Essere o non essere Intellettuali nell’era social
Bauman e Bongiovanni, tra storia e riflessione. Coccia 'amanti'
ZYGMUNT BAUMAN E BRUNO BONGIOVANNI, ‘INTELLETTUALI’ (Treccani Libri pag.138, Euro 10,00).
”Si può dire che il vero intellettuale oggi è il demone: la soggettività capace di circolare ovunque e di fare del proprio io l’esperienza di un viaggio attraverso i corpi della terra”, scrive Emanuele Coccia nell’introduzione a quel bel volume d’intelligenza tripartito che è ”Intellettuali”, della collana di alta sintesi ”Voci” di Treccani Libri.
Quindi, sintetizza Coccia oggi bisogna chiamare ”amanti” quelli che chiamavamo intellettuali e questo ”significa cambiare le aspettative nei loro confronti.
Non chiediamo un metodo a chi ama: l’amore non ha istruzioni, è un’ostinazione che inventa ogni volta un nuovo espediente per restare vicino all’oggetto amato.
Dalle persone che amano non ci aspettiamo coerenza e nemmeno esemplarità: le persone che amano non predicano la giustizia, ne’ cercano di mostrarsi moralmente superiori agli altri. Il dono che non smettono mai di fare alla società è semplicemente il fuoco della loro passione per il mondo.
Questo mondo”. Così si trasforma un concetto, anzi un ruolo, centrale nella storia della cultura, della società e della politica dell’ultimo secolo e più.
Era infatti il 13 gennaio 1898 quando in un articolo su L’Aurore, in una lettera aperta Emile Zolà protestava per l’ingiusto processo a Dreyfus, protesta a cui nelle settimane successive si unirono ”protestations” firmate da personaggi di rilievo che il 23 gennaio l’editorialista Georges Clemenceau definiva appunto ”intellettuali”, riassumendo il senso di una nuova forza.
”Non è forse un segnale, tutti questi intellettuali venuti da ogni angolo, che si raccolgono attorno ad un’idea?”.

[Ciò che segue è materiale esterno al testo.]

use std::sync::Arc;

use serde_json::{json, Value};

use super::input::SummarySource;
use crate::core::config::types::SummaryConfig;
use crate::llm::Generator;
use crate::prompt::PromptAssembler;
use crate::session::{SessionError, SessionStore, Turn};

/// Result of a summary request, rendered as the response body by
/// [`SummaryReport::into_json`].
#[derive(Debug, Clone, PartialEq)]
pub enum SummaryReport {
    /// The model's JSON object, passed through unchanged.
    Parsed(Value),
    NoHistory { summary: String },
    Unparsable { summary: String, raw_response: String },
    Failed { summary: String, raw_response: String },
}

impl SummaryReport {
    pub fn into_json(self) -> Value {
        match self {
            SummaryReport::Parsed(value) => value,
            SummaryReport::NoHistory { summary } => json!({ "summary": summary }),
            SummaryReport::Unparsable {
                summary,
                raw_response,
            }
            | SummaryReport::Failed {
                summary,
                raw_response,
            } => json!({ "summary": summary, "raw_response": raw_response }),
        }
    }
}

/// Asks the model for a structured emotional summary of a conversation.
pub struct SummaryService {
    sessions: Arc<dyn SessionStore>,
    assembler: Arc<PromptAssembler>,
    generator: Arc<Generator>,
    config: SummaryConfig,
}

impl SummaryService {
    pub fn new(
        sessions: Arc<dyn SessionStore>,
        assembler: Arc<PromptAssembler>,
        generator: Arc<Generator>,
        config: SummaryConfig,
    ) -> Self {
        Self {
            sessions,
            assembler,
            generator,
            config,
        }
    }

    pub async fn summarize(&self, source: SummarySource) -> Result<SummaryReport, SessionError> {
        let turns = match source {
            SummarySource::Session(key) => self.sessions.history(&key, None).await?,
            SummarySource::Transcript(turns) => turns,
        };
        Ok(self.summarize_turns(&turns).await)
    }

    async fn summarize_turns(&self, turns: &[Turn]) -> SummaryReport {
        if turns.iter().all(|t| t.content.trim().is_empty()) {
            return SummaryReport::NoHistory {
                summary: self.config.no_history_reply.clone(),
            };
        }

        let prompt = match self
            .assembler
            .assemble_transcript(&self.config.instructions, turns)
        {
            Ok(prompt) => prompt,
            Err(err) => {
                tracing::warn!("Summary prompt could not be built: {}", err);
                return self.failed();
            }
        };
        if prompt.history_dropped > 0 {
            tracing::info!(
                "Summary covers the last {} of {} turns",
                prompt.history_included,
                turns.len()
            );
        }

        let outcome = self
            .generator
            .generate_capped(&prompt.text, Some(self.config.max_new_tokens))
            .await;
        if outcome.is_degraded() {
            return self.failed();
        }

        self.parse(outcome.text)
    }

    fn parse(&self, text: String) -> SummaryReport {
        if let Ok(value @ Value::Object(_)) = serde_json::from_str::<Value>(text.trim()) {
            return SummaryReport::Parsed(value);
        }

        let extracted = outermost_object(&text)
            .and_then(|candidate| serde_json::from_str::<Value>(candidate).ok())
            .filter(Value::is_object);
        match extracted {
            Some(value) => SummaryReport::Parsed(value),
            None => {
                tracing::warn!("Summary reply is not JSON");
                SummaryReport::Unparsable {
                    summary: self.config.unparsable_reply.clone(),
                    raw_response: text,
                }
            }
        }
    }

    fn failed(&self) -> SummaryReport {
        SummaryReport::Failed {
            summary: self.config.failure_reply.clone(),
            raw_response: String::new(),
        }
    }
}

/// Text from the first `{` to the last `}`, e.g. a JSON object wrapped in
/// prose or a code fence.
fn outermost_object(text: &str) -> Option<&str> {
    let start = text.find('{')?;
    let end = text.rfind('}')?;
    (end > start).then(|| &text[start..=end])
}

Ce lo ricorda Zygmunt Bauman nel suo ”Intellettuali”, che ne racconta la parabola fino alla fine del Novecento. ”Quando la notorietà – scrive – anzichè la fama diventa il criterio dell’influenza pubblica, gli intellettuali si trovano in competizione con i campioni sportivi, le pop stars, i vincitori di lotterie, i terroristi e i serial killers”.
Ed aggiungerei, gli o le influencer. ”In questa competizione non hanno molte speranze di vincere, ma per gareggiare devono giocare il gioco della notorietà seguendone le regole ossia adeguando la propria attività al principio di ‘massimo impatto ed obsolescenza istantanea”’.
In sostanza, spiega Bauman, ”la giustezza e la verità delle idee sono sempre più irrilevanti come richiamo nei confronti dell’attenzione pubblica: ciò che conta sono le loro ripercussioni, la quantità di tempo e di spazio che a esse dedicano i media, e ciò dipende principalmente dal loro ‘valore di intrattenimento”.
Quindi, probabilmente, finite ideologie ed utopie, non c’è più posto per gli intellettuali? È auspicabile, tira le conclusioni Bruno Bongiovanni, ”che non ci si arrenda davanti all’eterogenità tumultuosa del reale e all’esiziale trionfo ‘naturalistico’ e talvolta ‘etnicistico’ delle differenze.
L’universale ha forse smarrito il veicolo privilegiato, e anche elitario, che lo imponeva all’attenzione del mondo”. Insomma la speranza è una resurrezione, certo però in forme diverse, nelle quali forse rinascere.